Contact: Lesley Fry at (419) 995-8671 or Pam Joseph at (419) 995-8284

Ohio State Lima students awarded undergraduate research fellowships

Four students at The Ohio State University at Lima have been awarded the Evolution, Ecology and Organismal Biology Summer Research Fellowships through the Undergraduate Research Office. Alexandria Crawford of Waynesfield, Alexander Davis of Maumee, Kaitlyn Philpot of Germantown and Jacqueline Smith of Lima each receive $3,500 to conduct research under the guidance of Dr. Jackie Augustine, assistant professor of biology at Ohio State Lima.

"Research allows undergraduates to learn valuable skills such as goal setting, problem solving, working independently and as a team, reading and synthesizing literature and writing and communicating results," said Dr. Augustine. "Employers look for these skills in job applicants and students can use these research experiences to set themselves apart from others applying to professional schools. When students present their data both locally and nationally, often after working on their projects for more than year and a half, they demonstrate that they have the drive and focus to follow an extensive project through to its completion."

Crawford, a senior in biology, will test the effectiveness of diatomaceous earth to reduce mite load and increase reproductive success of the house wren. She will apply diatomaceous earth, a natural insect deterrent, to the insides of nest boxes. She will then determine whether it reduces the mite load on the nestling wrens and in the nest.

Davis, a sophomore biology major who plans to go to dental school, will study whether or not house wrens vary their alarm calls in response to different predators. He will present models of a great horned owl and a garter snake to the wrens, record their alarm call and determine whether the pitch, length or rate of calling varies by predator.

Philpot, a junior majoring in biology, will study whether male house wrens are open-ended or close-ended learners. She will record the song of wrens to see if it varies between first and second nests within one season and between nests in different years. She will use recordings collected from previous undergraduates as well as her own recordings. If wrens are open-ended learners, the song should get longer or be sung at a faster rate at second nests or in the second year. If they are closed-end learners, their song will be consistent throughout the recordings. She will analyze her findings on the Columbus campus this fall, where she’ll be taking classes.

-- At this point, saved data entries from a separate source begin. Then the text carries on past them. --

//! Token-bucket rate limiter shared by every outbound call to one upstream.
//!
//! Tokens refill continuously at `refill_per_sec` up to `capacity`. Waiters
//! queue on a fair async mutex so service is FIFO-best-effort; a caller that
//! cannot be served before its timeout gets `RateLimitExceeded`.

use crate::config::RateLimiterConfig;
use crate::error::{Result, SyncError};
use parking_lot::Mutex;
use std::time::Duration;
use tokio::time::Instant;
use tracing::{debug, warn};

struct Bucket {
    tokens: f64,
    last_refill: Instant,
    /// Total tokens handed out since creation
    granted: u64,
}

pub struct RateLimiter {
    name: String,
    capacity: u32,
    refill_per_sec: f64,
    acquire_timeout: Duration,
    bucket: Mutex<Bucket>,
    waiters: tokio::sync::Mutex<()>,
}

impl std::fmt::Debug for RateLimiter {
    fn fmt(&self, f: &mut std::fmt::Formatter<'_>) -> std::fmt::Result {
        f.debug_struct("RateLimiter")
            .field("name", &self.name)
            .field("capacity", &self.capacity)
            .field("refill_per_sec", &self.refill_per_sec)
            .finish()
    }
}

impl RateLimiter {
    /// Create a limiter with a full bucket.
    ///
    /// The config is not validated here; a zero capacity makes every
    /// `acquire` fail fast with a configuration error.
    pub fn new(name: &str, config: &RateLimiterConfig) -> Self {
        Self {
            name: name.to_string(),
            capacity: config.capacity,
            refill_per_sec: config.refill_per_sec,
            acquire_timeout: config.acquire_timeout,
            bucket: Mutex::new(Bucket {
                tokens: config.capacity as f64,
                last_refill: Instant::now(),
                granted: 0,
            }),
            waiters: tokio::sync::Mutex::new(()),
        }
    }

    pub fn name(&self) -> &str {
        &self.name
    }

    /// Tokens currently available (after refill)
    pub fn available(&self) -> f64 {
        let mut bucket = self.bucket.lock();
        self.refill(&mut bucket, Instant::now());
        bucket.tokens
    }

    /// Total tokens granted since creation
    pub fn granted(&self) -> u64 {
        self.bucket.lock().granted
    }

    fn check_cost(&self, cost: u32) -> Result<()> {
        if self.capacity == 0 || !self.refill_per_sec.is_finite() || self.refill_per_sec <= 0.0 {
            return Err(SyncError::config(format!(
                "rate limiter '{}' misconfigured: capacity={} refill={}",
                self.name, self.capacity, self.refill_per_sec
            )));
        }
        if cost > self.capacity {
            return Err(SyncError::config(format!(
                "rate limiter '{}': cost {} exceeds capacity {}",
                self.name, cost, self.capacity
            )));
        }
        Ok(())
    }

    fn refill(&self, bucket: &mut Bucket, now: Instant) {
        let elapsed = now.saturating_duration_since(bucket.last_refill).as_secs_f64();
        if elapsed > 0.0 {
            bucket.tokens = (bucket.tokens + elapsed * self.refill_per_sec).min(self.capacity as f64);
            bucket.last_refill = now;
        }
    }

    /// Take tokens if available right now, without waiting
    pub fn try_acquire(&self, cost: u32) -> bool {
        if self.check_cost(cost).is_err() {
            return false;
        }
        let mut bucket = self.bucket.lock();
        self.refill(&mut bucket, Instant::now());
        if bucket.tokens >= cost as f64 {
            bucket.tokens -= cost as f64;
            bucket.granted += cost as u64;
            true
        } else {
            false
        }
    }

    /// Wait until `cost` tokens are available and take them.
    pub async fn acquire(&self, cost: u32) -> Result<()> {
        self.check_cost(cost)?;

        let started = Instant::now();
        let deadline = started + self.acquire_timeout;
        let exceeded = || SyncError::RateLimitExceeded {
            cost,
            waited_ms: started.elapsed().as_millis() as u64,
        };

        let _turn = match tokio::time::timeout_at(deadline, self.waiters.lock()).await {
            Ok(guard) => guard,
            Err(_) => {
                warn!("Rate limiter '{}': timed out waiting in queue", self.name);
                return Err(exceeded());
            }
        };

        loop {
            let wait = {
                let now = Instant::now();
                let mut bucket = self.bucket.lock();
                self.refill(&mut bucket, now);
                if bucket.tokens >= cost as f64 {
                    bucket.tokens -= cost as f64;
                    bucket.granted += cost as u64;
                    return Ok(());
                }
                let deficit = cost as f64 - bucket.tokens;
                // Too far out to represent means past any deadline
                Duration::try_from_secs_f64(deficit / self.refill_per_sec).ok()
            };

            let wait = match wait {
                Some(wait)
                    if Instant::now()
                        .checked_add(wait)
                        .map_or(false, |ready| ready <= deadline) =>
                {
                    wait
                }
                _ => {
                    warn!(
                        "Rate limiter '{}': {} token(s) not available within {:?}",
                        self.name, cost, self.acquire_timeout
                    );
                    return Err(exceeded());
                }
            };
            debug!("Rate limiter '{}': waiting {:?} for {} token(s)", self.name, wait, cost);
            tokio::time::sleep(wait).await;
        }
    }
}

#[cfg(test)]
mod tests {
    use super::*;
    use rand::{Rng, SeedableRng};
    use std::sync::Arc;

    fn config(capacity: u32, refill_per_sec: f64, timeout_ms: u64) -> RateLimiterConfig {
        RateLimiterConfig {
            capacity,
            refill_per_sec,
            acquire_timeout: Duration::from_millis(timeout_ms),
        }
    }

    #[tokio::test(start_paused = true)]
    async fn test_try_acquire_drains_bucket() {
        let limiter = RateLimiter::new("espn", &config(3, 1.0, 1000));
        assert!(limiter.try_acquire(1));
        assert!(limiter.try_acquire(2));
        assert!(!limiter.try_acquire(1));
        assert_eq!(limiter.granted(), 3);
    }

    #[tokio::test(start_paused = true)]
    async fn test_refill_over_time() {
        let limiter = RateLimiter::new("espn", &config(2, 2.0, 1000));
        assert!(limiter.try_acquire(2));
        assert!(!limiter.try_acquire(1));
        tokio::time::advance(Duration::from_millis(500)).await;
        assert!(limiter.try_acquire(1));
        assert!(!limiter.try_acquire(1));
    }

    #[tokio::test(start_paused = true)]
    async fn test_refill_capped_at_capacity() {
        let limiter = RateLimiter::new("espn", &config(5, 10.0, 1000));
        tokio::time::advance(Duration::from_secs(60)).await;
        assert!((limiter.available() - 5.0).abs() < 1e-9);
    }

    #[tokio::test(start_paused = true)]
    async fn test_acquire_waits_for_refill() {
        let limiter = RateLimiter::new("espn", &config(1, 1.0, 5000));
        let start = Instant::now();
        limiter.acquire(1).await.unwrap();
        limiter.acquire(1).await.unwrap();
        assert!(start.elapsed() >= Duration::from_millis(999));
    }

    #[tokio::test(start_paused = true)]
    async fn test_acquire_times_out() {
        let limiter = RateLimiter::new("espn", &config(1, 0.1, 2000));
        limiter.acquire(1).await.unwrap();
        // Next token is 10s away, timeout is 2s
        let result = limiter.acquire(1).await;
        assert!(matches!(result, Err(SyncError::RateLimitExceeded { cost: 1, .. })));
    }

    #[tokio::test(start_paused = true)]
    async fn test_vanishing_refill_rate_times_out() {
        let limiter = RateLimiter::new("espn", &config(1, 1e-300, 2000));
        limiter.acquire(1).await.unwrap();
        // Wait for the next token does not fit in a Duration
        let result = limiter.acquire(1).await;
        assert!(matches!(result, Err(SyncError::RateLimitExceeded { cost: 1, .. })));
        assert_eq!(limiter.granted(), 1);
    }

    #[tokio::test]
    async fn test_zero_capacity_fails_fast() {
        let limiter = RateLimiter::new("espn", &config(0, 1.0, 60_000));
        let result = limiter.acquire(1).await;
        assert!(matches!(result, Err(SyncError::Configuration(_))));
        assert!(!limiter.try_acquire(1));
    }

    #[tokio::test]
    async fn test_cost_above_capacity_fails_fast() {
        let limiter = RateLimiter::new("espn", &config(2, 1.0, 60_000));
        assert!(matches!(limiter.acquire(3).await, Err(SyncError::Configuration(_))));
    }

    #[tokio::test(start_paused = true)]
    async fn test_never_grants_more_than_capacity_plus_refill() {
        let mut rng = rand::rngs::StdRng::seed_from_u64(7);

        for round in 0..5 {
            let capacity = rng.gen_range(1..=8);
            let rate = rng.gen_range(1..=10) as f64;
            let limiter = Arc::new(RateLimiter::new(
                "prop",
                &config(capacity, rate, 30_000),
            ));
            let start = Instant::now();
            let grants = Arc::new(Mutex::new(Vec::new()));

            let mut handles = Vec::new();
            for _ in 0..40 {
                let cost = rng.gen_range(1..=capacity);
                let delay = Duration::from_millis(rng.gen_range(0..2000));
                let limiter = limiter.clone();
                let grants = grants.clone();
                handles.push(tokio::spawn(async move {
                    tokio::time::sleep(delay).await;
                    if limiter.acquire(cost).await.is_ok() {
                        grants.lock().push((Instant::now(), cost));
                    }
                }));
            }
            for h in handles {
                h.await.unwrap();
            }

            let mut grants = grants.lock().clone();
            grants.sort_by_key(|(t, _)| *t);
            let mut cumulative = 0u64;
            for (at, cost) in grants {
                cumulative += cost as u64;
                let elapsed = at.duration_since(start).as_secs_f64();
                let bound = capacity as f64 + elapsed * rate + 1e-6;
                assert!(
                    cumulative as f64 <= bound,
                    "round {}: granted {} > bound {:.3}",
                    round,
                    cumulative,
                    bound
                );
            }
        }
    }
}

Smith, a senior in health sciences, will conduct a hematological study of house wrens, researching the relationships between parental health and reproductive success. She is currently a medical lab technician outside of the University where she analyzes human blood for signs of various diseases. She is applying this knowledge to wrens by collecting blood samples and having them analyzed for the presence of malarial parasites and to quantify the different types of white blood cells. To fund the analysis of this data, Smith and her professor have obtained two additional grants – a Critical Difference for Women Professional Development Grant and an Ohio State Lima Undergraduate Research and Mentorship committee grant.

Fellowship awardees are expected to work 40 hours per week for ten weeks, complete a research thesis and present their findings to others in the field, such as at the Denman Undergraduate Research Forum on the Columbus campus the following spring. The monetary award allows students to concentrate on research rather than have to balance the demands of work and school with research. More than 140 undergraduate research fellowships were awarded through Ohio State’s Undergraduate Research Office this summer.